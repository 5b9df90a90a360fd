use super::types::{ErrorCode, FileOpError};
use log::{info, warn};
use std::{
    collections::HashMap, io::{BufRead, Write},
    path::PathBuf, time::Duration,
};
/// Resolution chosen for a failed leaf operation.
#[derive(Debug, Clone, Copy, PartialEq, Eq)]
pub enum Feedback {
    Abort,
    Retry,
    Ignore,
}
/// Blocking error prompt plus the non-blocking message sink.
pub trait ErrorReporter {
    fn report_file_error(&mut self, error: &FileOpError) -> Feedback;
    fn log_message(&mut self, text: &str);
}
#[derive(Debug, Clone)]
pub enum RecoveryStrategy {
    Retry { max_attempts: u32, delay: Duration },
    Skip,
    Fail,
}
/// Answers error prompts from a per-code strategy table instead of asking.
pub struct PolicyReporter {
    strategies: HashMap<ErrorCode, RecoveryStrategy>,
    attempts: HashMap<PathBuf, u32>,
}
impl PolicyReporter {
    pub fn new() -> Self {
        let mut strategies = HashMap::new();
        strategies.insert(ErrorCode::FileNotFound, RecoveryStrategy::Skip);
        strategies
            .insert(
                ErrorCode::PermissionDenied,
                RecoveryStrategy::Retry {
                    max_attempts: 2,
                    delay: Duration::from_millis(100),
                },
            );
        Self {
            strategies,
            attempts: HashMap::new(),
        }
    }
    pub fn get_strategy(&self, code: ErrorCode) -> RecoveryStrategy {
        self.strategies.get(&code).cloned().unwrap_or(RecoveryStrategy::Skip)
    }
    pub fn set_strategy(&mut self, code: ErrorCode, strategy: RecoveryStrategy) {
        self.strategies.insert(code, strategy);
    }
}
impl Default for PolicyReporter {
    fn default() -> Self {
        Self::new()
    }
}
impl ErrorReporter for PolicyReporter {
    fn report_file_error(&mut self, error: &FileOpError) -> Feedback {
        let feedback = match self.get_strategy(error.code) {
            RecoveryStrategy::Retry { max_attempts, delay } => {
                let attempts = self.attempts.entry(error.path.clone()).or_insert(0);
                *attempts += 1;
                if *attempts <= max_attempts {
                    if !delay.is_zero() {
                        std::thread::sleep(delay);
                    }
                    Feedback::Retry
                } else {
                    self.attempts.remove(&error.path);
                    Feedback::Ignore
                }
            }
            RecoveryStrategy::Skip => Feedback::Ignore,
            RecoveryStrategy::Fail => Feedback::Abort,
        };
        warn!("{} -> {:?}", error, feedback);
        feedback
    }
    fn log_message(&mut self, text: &str) {
        info!("{}", text);
    }
}
/// Interactive prompt; end of input counts as Abort.
pub struct ConsolePrompt<R, W> {
    input: R,
    output: W,
}
impl<R: BufRead, W: Write> ConsolePrompt<R, W> {
    pub fn new(input: R, output: W) -> Self {
        Self { input, output }
    }
    pub fn into_output(self) -> W {
        self.output
    }
}
impl ConsolePrompt<std::io::StdinLock<'static>, std::io::Stdout> {
    pub fn stdio() -> Self {
        Self::new(std::io::stdin().lock(), std::io::stdout())
    }
}
impl<R: BufRead, W: Write> ErrorReporter for ConsolePrompt<R, W> {
    fn report_file_error(&mut self, error: &FileOpError) -> Feedback {
        let _ = writeln!(
            self.output, "Error: {}\n  {}", error.path.display(), error.message
        );
        loop {
            let _ = write!(self.output, "[r]etry, [i]gnore, [a]bort? ");
            let _ = self.output.flush();
            let mut line = String::new();
            match self.input.read_line(&mut line) {
                Ok(0) | Err(_) => return Feedback::Abort,
                Ok(_) => {}
            }
            match line.trim().to_lowercase().chars().next() {
                Some('r') => return Feedback::Retry,
                Some('i') => return Feedback::Ignore,
                Some('a') => return Feedback::Abort,
                _ => {
                    let _ = writeln!(self.output, "Please answer r, i or a.");
                }
            }
        }
    }
    fn log_message(&mut self, text: &str) {
        let _ = writeln!(self.output, "{}", text);
    }
}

★ ★ ★ ★ ★ ★ ★

### What the task requires
Word for word, repeat every entry listed above.

### The answer
repository 5b9df90a90a360fd
use super::types::{ErrorCode, FileOpError};
use log::{info, warn};
use std::{
    collections::HashMap, io::{BufRead, Write},
    path::PathBuf, time::Duration,
};
/// Resolution chosen for a failed leaf operation.
#[derive(Debug, Clone, Copy, PartialEq, Eq)]
pub enum Feedback {
    Abort,
    Retry,
    Ignore,
}
/// Blocking error prompt plus the non-blocking message sink.
pub trait ErrorReporter {
    fn report_file_error(&mut self, error: &FileOpError) -> Feedback;
    fn log_message(&mut self, text: &str);
}
#[derive(Debug, Clone)]
pub enum RecoveryStrategy {
    Retry { max_attempts: u32, delay: Duration },
    Skip,
    Fail,
}
/// Answers error prompts from a per-code strategy table instead of asking.
pub struct PolicyReporter {
    strategies: HashMap<ErrorCode, RecoveryStrategy>,
    attempts: HashMap<PathBuf, u32>,
}
impl PolicyReporter {
    pub fn new() -> Self {
        let mut strategies = HashMap::new();
        strategies.insert(ErrorCode::FileNotFound, RecoveryStrategy::Skip);
        strategies
            .insert(
                ErrorCode::PermissionDenied,
                RecoveryStrategy::Retry {
                    max_attempts: 2,
                    delay: Duration::from_millis(100),
                },
            );
        Self {
            strategies,
            attempts: HashMap::new(),
        }
    }
    pub fn get_strategy(&self, code: ErrorCode) -> RecoveryStrategy {
        self.strategies.get(&code).cloned().unwrap_or(RecoveryStrategy::Skip)
    }
    pub fn set_strategy(&mut self, code: ErrorCode, strategy: RecoveryStrategy) {
        self.strategies.insert(code, strategy);
    }
}
impl Default for PolicyReporter {
    fn default() -> Self {
        Self::new()
    }
}
impl ErrorReporter for PolicyReporter {
    fn report_file_error(&mut self, error: &FileOpError) -> Feedback {
        let feedback = match self.get_strategy(error.code) {
            RecoveryStrategy::Retry { max_attempts, delay } => {
                let attempts = self.attempts.entry(error.path.clone()).or_insert(0);
                *attempts += 1;
                if *attempts <= max_attempts {
                    if !delay.is_zero() {
                        std::thread::sleep(delay);
                    }
                    Feedback::Retry
                } else {
                    self.attempts.remove(&error.path);
                    Feedback::Ignore
                }
            }
            RecoveryStrategy::Skip => Feedback::Ignore,
            RecoveryStrategy::Fail => Feedback::Abort,
        };
        warn!("{} -> {:?}", error, feedback);
        feedback
    }
    fn log_message(&mut self, text: &str) {
        info!("{}", text);
    }
}
/// Interactive prompt; end of input counts as Abort.
pub struct ConsolePrompt<R, W> {
    input: R,
    output: W,
}
impl<R: BufRead, W: Write> ConsolePrompt<R, W> {
    pub fn new(input: R, output: W) -> Self {
        Self { input, output }
    }
    pub fn into_output(self) -> W {
        self.output
    }
}
impl ConsolePrompt<std::io::StdinLock<'static>, std::io::Stdout> {
    pub fn stdio() -> Self {
        Self::new(std::io::stdin().lock(), std::io::stdout())
    }
}
impl<R: BufRead, W: Write> ErrorReporter for ConsolePrompt<R, W> {
    fn report_file_error(&mut self, error: &FileOpError) -> Feedback {
        let _ = writeln!(
            self.output, "Error: {}\n  {}", error.path.display(), error.message
        );
        loop {
            let _ = write!(self.output, "[r]etry, [i]gnore, [a]bort? ");
            let _ = self.output.flush();
            let mut line = String::new();
            match self.input.read_line(&mut line) {
                Ok(0) | Err(_) => return Feedback::Abort,
                Ok(_) => {}
            }
            match line.trim().to_lowercase().chars().next() {
                Some('r') => return Feedback::Retry,
                Some('i') => return Feedback::Ignore,
                Some('a') => return Feedback::Abort,
                _ => {
                    let _ = writeln!(self.output, "Please answer r, i or a.");
                }
            }
        }
    }
    fn log_message(&mut self, text: &str) {
        let _ = writeln!(self.output, "{}", text);
    }
}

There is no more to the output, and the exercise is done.